49 points | by behnamoh 4 hours ago ago

36 comments

  • mcdeltat an hour ago

    You have to be extremely careful with benchmarks like these. It's very easy to measure and conclude different things. In this case, it really only measures the compiler's ability to optimise the `for` loop construct - nothing else. It doesn't say anything much about the languages' general "speed", whatever that means (which is generally the implication with tests like this).

    Some points to consider:

    - `for` is not how you'd write an optimised loop in all languages.

    - Be VERY suspicious of microbenchmarks on C, C++, and similar - the compilers are smarter than you think and you won't get the code you wrote.

    - Languages do arrays differently - added memory effects on performance.

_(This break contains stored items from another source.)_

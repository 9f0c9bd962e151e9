//! SNPTracker - SNP detector
//!
//! Compares a reference sequence with a sample and reports point mutations
//! (transitions and transversions) plus trailing insertions or deletions.
//!
//! ## Usage
//!
//! ```bash
//! snptracker -r ACTGCTAGCTAGCTA -s ACTGCTGGCTAGATA
//! snptracker -r reference.fasta -s sample.fasta -o report.txt
//! snptracker -r reference.fasta -s ACTG --no-file
//! ```

// Use jemalloc for better memory management (returns memory to OS)
#[cfg(not(windows))]
#[global_allocator]
static GLOBAL: tikv_jemallocator::Jemalloc = tikv_jemallocator::Jemalloc;

use std::io;

use anyhow::Result;
use clap::Parser;
use log::info;
use simple_logger::init_with_level;

use snptracker::cli::{run, Args};

fn main() -> Result<()> {
    let start = std::time::Instant::now();
    let args = Args::parse();
    init_with_level(args.log_level())?;

    let stdout = io::stdout();
    let mut handle = stdout.lock();
    run(&args, &mut handle)?;

    info!("Elapsed time: {:?}", start.elapsed());
    Ok(())
}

    - Languages do numbers differently.

    - Summing and modulo is somewhat contrived example. Modulo is one of the slower instructions out there.

  • eiathom 2 minutes ago

    It's interesting to imagine the head scratching going on in this thread. All these clever people, stumped. 'How can this be!???'. Quite the post, bravo OP.

  • ayaros 27 minutes ago

    I'm working on a web app in JS, the sort of thing I think people on here will enjoy and I'll definitely share it when it's presentable. It's all in JS, including the graphical aspects of it (I'm drawing to a canvas). For per-pixel rendering I have 4 levels of nested loops. I feel like I've done everything in my power to optimize the process, and it's still not at the ideal speed. Really, it ought to be about 5-10 times faster than it is now.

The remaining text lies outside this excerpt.